1Ko 7,39 Een vrouw is aan haar man gebonden, zolang hij leeft. Is haar man ontslapen, dan is zij vrij te trouwen met wie zij wil, maar alleen met een christen.
1Ko 7,40 Toch is zij gelukkiger te prijzen, als zij ongehuwd blijft; althans zo denk ik erover, en ik meen ook wel de Geest Gods te bezitten.
1Ko 8,1 Wat het offervlees betreft: `wij allen bezitten de gave van de kennis'; zeker, maar kennis alleen leidt tot eigenwaan, het is de liefde die opbouwt.
1Ko 8,2 Als iemand kennis meent te bezitten, kent hij nog niet op de juiste wijze.
1Ko 8,3 Maar wie liefheeft, die is gekend.
1Ko 8,4 Wat nu het eten van offervlees betreft, wij weten dat er in de hele wereld geen afgod bestaat en dat er geen God is behalve een.
1Ko 8,5 Want al zijn er ook zogenaamde goden, hetzij in de hemel hetzij op aarde - en in deze zin zijn er ongetwijfeld goden en heren in menigte
1Ko 8,6 toch is er voor ons maar een God, de Vader, uit wie het al voortkomt en voor wie wij bestemd zijn, en een Heer, Jezus Christus, door wie het al bestaat en wij in het bijzonder.
1Ko 8,7 Ondertussen bezitten niet allen die kennis. Sommigen, nog altijd niet innerlijk vrij ten aanzien van de afgoden, kunnen het vlees dat aan de goden geofferd is, alleen maar als zodanig beschouwen, en hun geweten, zwak als het is, wordt besmet, als zij het eten.
1Ko 8,8 Voedsel brengt ons niet dichter bij God; wij verliezen er niets bij, als wij het niet eten, en als wij het wel eten, worden wij er niet beter van.
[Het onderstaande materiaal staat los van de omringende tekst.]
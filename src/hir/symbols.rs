//! Symbol records stored in the [`SymbolTable`](super::SymbolTable) arenas.

use indexmap::IndexMap;

use super::ids::{Container, NamespaceId, ScopeId, SymbolRef, TypeId};
use crate::base::{FileId, Name, TextRange};
use crate::syntax::{Accessibility, TypeExpr, TypeKind};

/// Where a type's definition comes from.
#[derive(Clone, Copy, PartialEq, Eq, Hash, Debug)]
pub enum Origin {
    /// Declared in a source file of this compilation.
    Source,
    /// Imported from compiled metadata (`extern` declarations and the synthesized core library).
    Metadata,
}

/// Ordered name → symbols map. Several symbols may share a name (overloads, duplicates).
pub type MemberMap = IndexMap<Name, Vec<SymbolRef>>;

/// A class, struct, interface, enum or delegate definition.
#[derive(Clone, Debug)]
pub struct TypeSymbol {
    pub name: Name,
    pub kind: TypeKind,
    /// Declared accessibility with the language default applied.
    pub accessibility: Accessibility,
    pub is_static: bool,
    pub is_sealed: bool,
    pub is_abstract: bool,
    pub is_partial: bool,
    pub origin: Origin,
    pub container: Container,
    pub type_params: Vec<Name>,
    /// One entry per declaration piece; partial types have several.
    pub declarations: Vec<DeclarationPiece>,
    pub members: MemberMap,
}

impl TypeSymbol {
    pub fn arity(&self) -> usize {
        self.type_params.len()
    }

    pub fn is_interface(&self) -> bool {
        self.kind == TypeKind::Interface
    }

    /// Sealed either explicitly or by kind: structs, enums and delegates cannot be derived from.
    pub fn is_effectively_sealed(&self) -> bool {
        self.is_sealed
            || matches!(
                self.kind,
                TypeKind::Struct | TypeKind::Enum | TypeKind::Delegate
            )
    }

    pub fn containing_type(&self) -> Option<TypeId> {
        match self.container {
            Container::Type(ty) => Some(ty),
            Container::Namespace(_) => None,
        }
    }

    /// Total number of base-list entries across all pieces.
    pub fn base_expr_count(&self) -> usize {
        self.declarations.iter().map(|d| d.bases.len()).sum()
    }
}

/// One syntactic declaration of a type.
#[derive(Clone, Debug)]
pub struct DeclarationPiece {
    /// `None` for synthesized core-library types.
    pub file: Option<FileId>,
    /// Innermost namespace-declaration scope enclosing the declaration.
    pub scope: ScopeId,
    pub name_range: TextRange,
    /// Base-list expressions exactly as written.
    pub bases: Vec<TypeExpr>,
}

#[derive(Clone, Debug)]
pub struct NamespaceSymbol {
    /// Empty for the global namespace.
    pub name: Name,
    pub parent: Option<NamespaceId>,
    pub members: MemberMap,
}

#[derive(Clone, Copy, PartialEq, Eq, Hash, Debug)]
pub enum MemberKind {
    Field,
    Method,
    Property,
    EnumMember,
}

/// A non-type member of a type.
#[derive(Clone, Debug)]
pub struct MemberSymbol {
    pub name: Name,
    pub kind: MemberKind,
    pub owner: TypeId,
    pub file: Option<FileId>,
    pub range: TextRange,
}

/// One namespace-declaration level: its namespace and the namespaces its `using` directives import.
///
/// Scopes form a chain from the innermost namespace declaration out to the
/// compilation unit, whose namespace is the global namespace.
#[derive(Clone, Debug)]
pub struct ImportScope {
    pub parent: Option<ScopeId>,
    pub namespace: NamespaceId,
    pub imports: Vec<NamespaceId>,
}
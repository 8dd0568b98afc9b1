//! Loading configuration and orb lists from disk.

use orb_roller_core::{OrbRequest, RollerConfig, SimError, SimulationContext};
use std::fs;
use std::path::Path;

fn write_default_lists(dir: &Path) {
    fs::write(dir.join("blue_orbs.csv"), "name,weight\nAzure Orb,2\nCobalt Orb,1\n").unwrap();
    fs::write(dir.join("red_orbs.csv"), "name\nEmber Orb\nRuby Orb\n").unwrap();
    fs::write(dir.join("purple_orbs.csv"), "name,weight\nAmethyst Orb,1\n").unwrap();
    fs::write(dir.join("green_orbs.csv"), "name,weight,set\nJade Orb,1,core\n").unwrap();
}

#[test]
fn initialize_loads_every_configured_color() {
    let _ = env_logger::builder().is_test(true).try_init();
    let dir = tempfile::tempdir().unwrap();
    write_default_lists(dir.path());

    let mut ctx = SimulationContext::initialize(RollerConfig::default(), dir.path()).unwrap();
    assert_eq!(ctx.catalog().len(), 6);
    assert_eq!(ctx.catalog().orbs_in("red"), Some(&[2, 3][..]));

    ctx.reseed(Some(123));
    let colors = ctx.roll_colors(100).unwrap();
    let orbs = ctx.roll_orbs_for(&colors).unwrap();
    let drawn: u64 = orbs.iter().map(|(_, roll)| roll.counts.total()).sum();
    assert_eq!(drawn, 100);
}

#[test]
fn config_file_controls_colors_and_lists() {
    let dir = tempfile::tempdir().unwrap();
    fs::write(dir.path().join("gold.csv"), "name,weight\nSun Orb,1\n").unwrap();
    let config_path = dir.path().join("colors.json");
    fs::write(
        &config_path,
        r#"{"colors": [{"name": "gold", "weight": 1, "orb_list": "gold.csv"}]}"#,
    )
    .unwrap();

    let config = RollerConfig::load(&config_path).unwrap();
    let mut ctx = SimulationContext::initialize(config, dir.path()).unwrap();
    ctx.reseed(Some(1));

    assert_eq!(ctx.roll_colors(10).unwrap().count("gold"), 10);
    let rolls = ctx.roll_orbs(&OrbRequest::new().with("gold", 3)).unwrap();
    assert_eq!(rolls.get("gold").map(|r| r.count(&0)), Some(3));
}

#[test]
fn missing_orb_list_is_io_error() {
    let dir = tempfile::tempdir().unwrap();
    let err = SimulationContext::initialize(RollerConfig::default(), dir.path()).unwrap_err();
    assert!(matches!(err, SimError::Io { .. }), "{err}");
}

#[test]
fn row_without_name_is_configuration_error() {
    let dir = tempfile::tempdir().unwrap();
    write_default_lists(dir.path());
    fs::write(dir.path().join("red_orbs.csv"), "name,weight\n,3\n").unwrap();

    let err = SimulationContext::initialize(RollerConfig::default(), dir.path()).unwrap_err();
    assert!(err.is_configuration(), "{err}");
}

#[test]
fn malformed_config_json_is_configuration_error() {
    let dir = tempfile::tempdir().unwrap();
    let path = dir.path().join("colors.json");
    fs::write(&path, r#"{"colors": [{"name": "blue"}]}"#).unwrap();
    assert!(RollerConfig::load(&path).unwrap_err().is_configuration());
}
1Ko 8,9 Maar zorgt ervoor, dat uw vrijheid van handelen de zwakken geen aanstoot geeft.
1Ko 8,10 Als zo iemand u, met uw `kennis,' in een afgodstempel aan een maaltijd ziet deelnemen, zal dan die zwakke geen offer vlees gaan eten en zijn geweten geweld aandoen?
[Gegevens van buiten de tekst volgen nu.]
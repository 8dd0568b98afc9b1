//! Plain-text roll reports.
//!
//! Colors print in name order and orbs in id order, so the same roll
//! always renders the same text.

use crate::{
    catalog::Catalog,
    roll::{OrbRolls, RollResult},
    types::{ColorName, OrbId},
};
use serde::Serialize;
use std::collections::BTreeMap;

/// One drawn orb with its display name.
#[derive(Debug, Clone, PartialEq, Serialize)]
pub struct OrbCount {
    pub id:    OrbId,
    pub name:  String,
    pub count: u64,
}

#[derive(Debug, Clone, PartialEq, Serialize)]
pub struct ColorReport {
    pub requested: u64,
    /// Sorted by orb id.
    pub orbs:      Vec<OrbCount>,
}

/// Orb rolls joined with catalog names, for JSON output.
/// Orbs missing from the catalog get the name `#<id>`.
pub fn named_orbs(rolls: &OrbRolls, catalog: &Catalog) -> BTreeMap<ColorName, ColorReport> {
    rolls
        .iter()
        .map(|(color, roll)| {
            let orbs = roll
                .counts
                .iter()
                .map(|(id, count)| OrbCount {
                    id:    *id,
                    name:  orb_name(catalog, *id),
                    count,
                })
                .collect();
            let report = ColorReport {
                requested: roll.requested,
                orbs,
            };
            (color.to_string(), report)
        })
        .collect()
}

fn orb_name(catalog: &Catalog, id: OrbId) -> String {
    catalog
        .orb(id)
        .map(|orb| orb.name.clone())
        .unwrap_or_else(|| format!("#{id}"))
}

pub fn render_colors(n: u64, colors: &RollResult<ColorName>) -> String {
    let mut out = format!("Rolling {n} colors:\n\n");
    for (color, count) in colors.iter() {
        out.push_str(&format!("{color}: {count}\n"));
    }
    out.push_str("\n\n");
    out
}

/// Orbs missing from `catalog` print as `#<id>`.
pub fn render_orbs(rolls: &OrbRolls, catalog: &Catalog) -> String {
    let mut out = String::new();
    for (color, roll) in rolls.iter() {
        out.push_str(&format!("{} {color} orbs:\n\n", roll.requested));
        for (id, count) in roll.counts.iter() {
            out.push_str(&format!("{} ({count})\n", orb_name(catalog, *id)));
        }
        out.push_str("\n\n");
    }
    out
}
1Ko 8,11 Dan gaat ten gevolge van uw `kennis' de zwakke verloren, de broeder voor wie Christus is gestorven.
1Ko 8,12 Door te zondigen tegen de broeders en hun angstvallig geweten te kwetsen, zondigt gij tegen Christus.
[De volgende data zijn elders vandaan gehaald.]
use thiserror::Error;

#[derive(Error, Debug)]
pub enum SimError {
    #[error("Invalid input: {0}")]
    InvalidInput(String),

    #[error("Configuration error: {0}")]
    Configuration(String),

    #[error("No seed derived yet: call reseed() before rolling")]
    NotSeeded,

    #[error("Color '{color}' is not in the catalog")]
    UnknownColor { color: String },

    #[error("I/O error on {path}: {source}")]
    Io {
        path:   String,
        #[source]
        source: std::io::Error,
    },

    #[error("CSV error: {0}")]
    Csv(#[from] csv::Error),

    #[error("Serialization error: {0}")]
    Serialization(#[from] serde_json::Error),
}

impl SimError {
    /// True for every failure the caller caused with a bad request,
    /// as opposed to bad configuration or data files.
    pub fn is_invalid_input(&self) -> bool {
        matches!(self, Self::InvalidInput(_) | Self::UnknownColor { .. })
    }

    pub fn is_configuration(&self) -> bool {
        matches!(self, Self::Configuration(_) | Self::Csv(_) | Self::Serialization(_))
    }
}

pub type SimResult<T> = Result<T, SimError>;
1Ko 8,13 Daarom, als mijn eten aanstoot geeft aan mijn broeder zal ik in eeuwigheid geen vlees meer gebruiken, om mijn broeder geen aanstoot te geven.
1Ko 9,1 Ben ik geen vrij man? Ben ik geen apostel? Heb ik Jezus, onze Heer, niet gezien? Zijt gij niet mijn werk in de Heer?
1Ko 9,2 Al ben ik voor anderen geen apostel, voor u toch zeker wel; want gij zijt in de Heer het zegel op mijn apostelschap.
1Ko 9,3 Dit is mijn antwoord aan mijn critici.
1Ko 9,4 Hebben wij geen recht om te eten en te drinken?
1Ko 9,5 Hebben wij geen recht een christenvrouw mee te nemen zoals de andere apostelen en de broeders des Heren en Kefas?
1Ko 9,6 Of zijn Barnabas en ik de enigen die verplicht zijn te werken voor hun levensonderhoud?
1Ko 9,7 Wie heeft ooit gehoord van een soldaat die zijn eigen soldij betaalt? Wie plant een wijngaard en eet niet van zijn vruchten? Of wie weidt een kudde zonder de melk van de kudde te gebruiken?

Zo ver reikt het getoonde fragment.